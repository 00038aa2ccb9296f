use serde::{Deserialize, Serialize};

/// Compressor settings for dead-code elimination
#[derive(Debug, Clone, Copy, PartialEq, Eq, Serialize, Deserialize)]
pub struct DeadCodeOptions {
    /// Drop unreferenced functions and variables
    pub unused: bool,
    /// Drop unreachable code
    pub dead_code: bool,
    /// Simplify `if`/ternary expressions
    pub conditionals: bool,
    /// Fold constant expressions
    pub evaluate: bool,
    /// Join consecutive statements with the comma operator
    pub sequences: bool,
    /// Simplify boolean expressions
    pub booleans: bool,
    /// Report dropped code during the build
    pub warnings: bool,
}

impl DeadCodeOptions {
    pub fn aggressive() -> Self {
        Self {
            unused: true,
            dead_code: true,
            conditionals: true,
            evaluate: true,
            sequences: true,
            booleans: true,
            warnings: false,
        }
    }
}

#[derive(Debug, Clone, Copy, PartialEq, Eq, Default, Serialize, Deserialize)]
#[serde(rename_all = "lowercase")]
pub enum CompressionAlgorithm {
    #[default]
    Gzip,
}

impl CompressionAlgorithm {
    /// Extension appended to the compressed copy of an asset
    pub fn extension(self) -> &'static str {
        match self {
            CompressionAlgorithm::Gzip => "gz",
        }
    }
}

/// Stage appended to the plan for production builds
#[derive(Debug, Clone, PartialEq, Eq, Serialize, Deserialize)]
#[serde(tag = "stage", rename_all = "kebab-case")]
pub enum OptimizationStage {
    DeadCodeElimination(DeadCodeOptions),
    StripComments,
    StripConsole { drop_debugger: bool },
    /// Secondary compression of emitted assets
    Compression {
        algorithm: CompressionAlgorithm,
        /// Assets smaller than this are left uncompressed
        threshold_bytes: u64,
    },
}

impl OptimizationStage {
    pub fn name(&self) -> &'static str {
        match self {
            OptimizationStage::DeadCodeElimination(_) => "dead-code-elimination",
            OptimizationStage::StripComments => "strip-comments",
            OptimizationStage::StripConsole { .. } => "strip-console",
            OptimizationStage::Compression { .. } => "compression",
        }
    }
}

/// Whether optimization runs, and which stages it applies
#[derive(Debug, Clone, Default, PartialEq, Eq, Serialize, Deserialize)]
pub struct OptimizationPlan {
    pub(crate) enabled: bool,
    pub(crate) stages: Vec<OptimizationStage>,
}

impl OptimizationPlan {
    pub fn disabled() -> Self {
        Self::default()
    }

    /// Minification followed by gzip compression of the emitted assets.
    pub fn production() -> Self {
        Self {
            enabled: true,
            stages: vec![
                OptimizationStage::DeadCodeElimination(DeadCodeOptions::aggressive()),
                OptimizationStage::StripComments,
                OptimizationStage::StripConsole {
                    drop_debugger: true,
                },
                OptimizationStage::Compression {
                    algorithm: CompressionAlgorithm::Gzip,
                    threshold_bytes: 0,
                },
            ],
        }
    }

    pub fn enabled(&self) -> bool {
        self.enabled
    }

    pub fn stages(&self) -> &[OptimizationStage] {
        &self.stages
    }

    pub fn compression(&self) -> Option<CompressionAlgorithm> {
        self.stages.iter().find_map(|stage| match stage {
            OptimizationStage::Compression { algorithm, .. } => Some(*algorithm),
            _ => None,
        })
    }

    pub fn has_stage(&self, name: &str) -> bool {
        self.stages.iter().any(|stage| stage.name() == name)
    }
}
::::::::
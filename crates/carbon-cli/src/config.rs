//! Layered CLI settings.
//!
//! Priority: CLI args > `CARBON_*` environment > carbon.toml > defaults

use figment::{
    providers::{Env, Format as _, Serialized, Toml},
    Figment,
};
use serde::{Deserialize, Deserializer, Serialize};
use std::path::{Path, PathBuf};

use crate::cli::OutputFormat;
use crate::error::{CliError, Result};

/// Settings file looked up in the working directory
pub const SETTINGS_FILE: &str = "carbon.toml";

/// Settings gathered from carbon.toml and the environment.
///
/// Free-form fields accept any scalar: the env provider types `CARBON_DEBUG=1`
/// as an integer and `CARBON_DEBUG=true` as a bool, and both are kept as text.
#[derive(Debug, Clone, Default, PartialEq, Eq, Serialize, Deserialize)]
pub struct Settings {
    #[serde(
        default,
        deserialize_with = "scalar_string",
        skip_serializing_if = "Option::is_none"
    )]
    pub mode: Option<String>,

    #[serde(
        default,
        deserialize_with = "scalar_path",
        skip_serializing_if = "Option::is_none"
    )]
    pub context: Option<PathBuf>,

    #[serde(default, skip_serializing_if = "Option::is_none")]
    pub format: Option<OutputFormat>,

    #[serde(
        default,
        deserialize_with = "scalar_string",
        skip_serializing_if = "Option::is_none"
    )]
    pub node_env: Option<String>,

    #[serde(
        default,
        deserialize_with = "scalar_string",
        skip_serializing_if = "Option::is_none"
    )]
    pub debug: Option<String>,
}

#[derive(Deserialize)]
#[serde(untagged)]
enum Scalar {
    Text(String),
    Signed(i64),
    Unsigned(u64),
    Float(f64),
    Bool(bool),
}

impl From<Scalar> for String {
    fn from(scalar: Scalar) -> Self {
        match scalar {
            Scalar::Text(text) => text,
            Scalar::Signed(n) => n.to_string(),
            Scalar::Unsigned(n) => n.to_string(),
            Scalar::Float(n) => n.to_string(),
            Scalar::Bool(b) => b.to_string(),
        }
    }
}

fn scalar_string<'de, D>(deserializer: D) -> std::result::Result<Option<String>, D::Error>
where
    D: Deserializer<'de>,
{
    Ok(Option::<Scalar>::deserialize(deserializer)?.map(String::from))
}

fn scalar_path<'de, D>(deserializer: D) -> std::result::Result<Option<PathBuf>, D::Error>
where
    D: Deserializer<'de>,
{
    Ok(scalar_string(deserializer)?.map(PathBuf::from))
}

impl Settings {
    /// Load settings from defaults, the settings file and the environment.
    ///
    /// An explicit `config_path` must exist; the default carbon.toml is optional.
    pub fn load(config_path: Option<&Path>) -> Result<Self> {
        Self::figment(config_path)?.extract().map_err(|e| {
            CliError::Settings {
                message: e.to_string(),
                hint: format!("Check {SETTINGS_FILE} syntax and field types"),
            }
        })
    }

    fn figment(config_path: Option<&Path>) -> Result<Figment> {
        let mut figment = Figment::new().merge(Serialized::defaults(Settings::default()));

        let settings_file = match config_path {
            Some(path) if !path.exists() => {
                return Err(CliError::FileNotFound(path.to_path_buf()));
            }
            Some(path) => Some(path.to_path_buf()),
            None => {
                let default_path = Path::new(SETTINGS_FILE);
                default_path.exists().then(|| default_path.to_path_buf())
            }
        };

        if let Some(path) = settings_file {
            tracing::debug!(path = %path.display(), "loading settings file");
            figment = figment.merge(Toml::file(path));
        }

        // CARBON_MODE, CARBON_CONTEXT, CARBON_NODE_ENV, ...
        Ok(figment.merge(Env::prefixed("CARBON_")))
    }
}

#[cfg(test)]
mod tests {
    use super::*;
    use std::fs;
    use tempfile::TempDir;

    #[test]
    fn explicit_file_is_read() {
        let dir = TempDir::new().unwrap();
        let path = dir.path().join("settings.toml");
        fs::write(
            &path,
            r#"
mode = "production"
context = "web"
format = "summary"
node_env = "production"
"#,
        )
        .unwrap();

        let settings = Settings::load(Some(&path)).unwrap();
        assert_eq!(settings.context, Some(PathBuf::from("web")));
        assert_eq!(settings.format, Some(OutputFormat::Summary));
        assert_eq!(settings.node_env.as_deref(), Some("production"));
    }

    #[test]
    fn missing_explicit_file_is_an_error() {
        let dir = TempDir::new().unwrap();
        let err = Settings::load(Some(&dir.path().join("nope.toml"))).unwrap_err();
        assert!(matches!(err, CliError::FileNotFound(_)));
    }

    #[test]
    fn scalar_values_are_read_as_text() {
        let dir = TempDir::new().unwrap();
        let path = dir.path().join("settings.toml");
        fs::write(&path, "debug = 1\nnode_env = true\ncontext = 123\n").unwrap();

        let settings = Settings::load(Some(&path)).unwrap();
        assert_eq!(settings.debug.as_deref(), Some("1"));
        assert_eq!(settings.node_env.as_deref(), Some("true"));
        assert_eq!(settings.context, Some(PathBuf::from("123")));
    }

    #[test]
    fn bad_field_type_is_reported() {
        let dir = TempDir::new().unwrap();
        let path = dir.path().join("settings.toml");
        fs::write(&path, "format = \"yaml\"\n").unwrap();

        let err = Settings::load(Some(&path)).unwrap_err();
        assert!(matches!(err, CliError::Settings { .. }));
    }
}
::::::::
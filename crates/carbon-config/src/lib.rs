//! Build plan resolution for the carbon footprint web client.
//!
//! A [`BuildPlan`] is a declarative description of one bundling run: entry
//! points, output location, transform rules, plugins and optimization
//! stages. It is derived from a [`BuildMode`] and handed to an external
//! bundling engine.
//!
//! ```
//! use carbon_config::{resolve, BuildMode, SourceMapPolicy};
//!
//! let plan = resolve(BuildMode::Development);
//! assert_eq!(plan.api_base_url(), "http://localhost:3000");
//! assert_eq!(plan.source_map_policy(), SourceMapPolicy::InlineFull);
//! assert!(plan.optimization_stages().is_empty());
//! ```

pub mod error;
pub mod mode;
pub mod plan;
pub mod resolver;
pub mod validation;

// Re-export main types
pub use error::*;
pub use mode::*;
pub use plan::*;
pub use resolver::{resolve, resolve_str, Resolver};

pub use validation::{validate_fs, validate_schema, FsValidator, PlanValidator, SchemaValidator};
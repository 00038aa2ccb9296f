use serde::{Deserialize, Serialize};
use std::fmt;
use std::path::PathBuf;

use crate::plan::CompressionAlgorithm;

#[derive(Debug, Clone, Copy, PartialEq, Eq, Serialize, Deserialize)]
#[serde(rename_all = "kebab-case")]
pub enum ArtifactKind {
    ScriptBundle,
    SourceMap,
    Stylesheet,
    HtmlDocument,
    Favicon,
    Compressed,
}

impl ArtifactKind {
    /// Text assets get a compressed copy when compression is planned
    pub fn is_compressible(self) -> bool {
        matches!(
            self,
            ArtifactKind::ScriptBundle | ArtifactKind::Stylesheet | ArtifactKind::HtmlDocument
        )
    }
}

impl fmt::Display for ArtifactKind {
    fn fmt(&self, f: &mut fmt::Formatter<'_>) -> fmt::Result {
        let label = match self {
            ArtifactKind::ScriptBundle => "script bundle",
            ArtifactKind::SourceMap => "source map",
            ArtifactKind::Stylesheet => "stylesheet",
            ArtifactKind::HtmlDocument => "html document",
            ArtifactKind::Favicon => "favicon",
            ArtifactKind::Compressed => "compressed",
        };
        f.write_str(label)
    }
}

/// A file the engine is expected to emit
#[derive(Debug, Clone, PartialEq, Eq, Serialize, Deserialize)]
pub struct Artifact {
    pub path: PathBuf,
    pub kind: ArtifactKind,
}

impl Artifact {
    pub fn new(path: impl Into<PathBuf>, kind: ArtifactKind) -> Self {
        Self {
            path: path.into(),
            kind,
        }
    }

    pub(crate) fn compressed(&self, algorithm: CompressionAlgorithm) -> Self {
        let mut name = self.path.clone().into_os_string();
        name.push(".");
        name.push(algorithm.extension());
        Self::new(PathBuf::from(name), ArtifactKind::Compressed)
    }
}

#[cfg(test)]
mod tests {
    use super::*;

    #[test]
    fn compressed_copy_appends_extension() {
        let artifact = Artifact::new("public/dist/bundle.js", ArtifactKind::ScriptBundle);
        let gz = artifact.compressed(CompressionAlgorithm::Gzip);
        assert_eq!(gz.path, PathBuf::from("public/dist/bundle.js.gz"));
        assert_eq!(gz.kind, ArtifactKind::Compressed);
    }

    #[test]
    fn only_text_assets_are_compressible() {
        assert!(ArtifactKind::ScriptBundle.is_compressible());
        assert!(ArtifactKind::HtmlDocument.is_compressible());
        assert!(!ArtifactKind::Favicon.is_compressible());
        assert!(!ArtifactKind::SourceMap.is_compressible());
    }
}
::::::::
_INSTRUCTIONS FOR THE TASK_
Identify every line above with the string "true" in it. Copy those lines.

_FINAL ANSWER_
            unused: true,
            dead_code: true,
            conditionals: true,
            evaluate: true,
            sequences: true,
            booleans: true,
            enabled: true,
                    drop_debugger: true,
/// as an integer and `CARBON_DEBUG=true` as a bool, and both are kept as text.
        fs::write(&path, "debug = 1\nnode_env = true\ncontext = 123\n").unwrap();
        assert_eq!(settings.node_env.as_deref(), Some("true"));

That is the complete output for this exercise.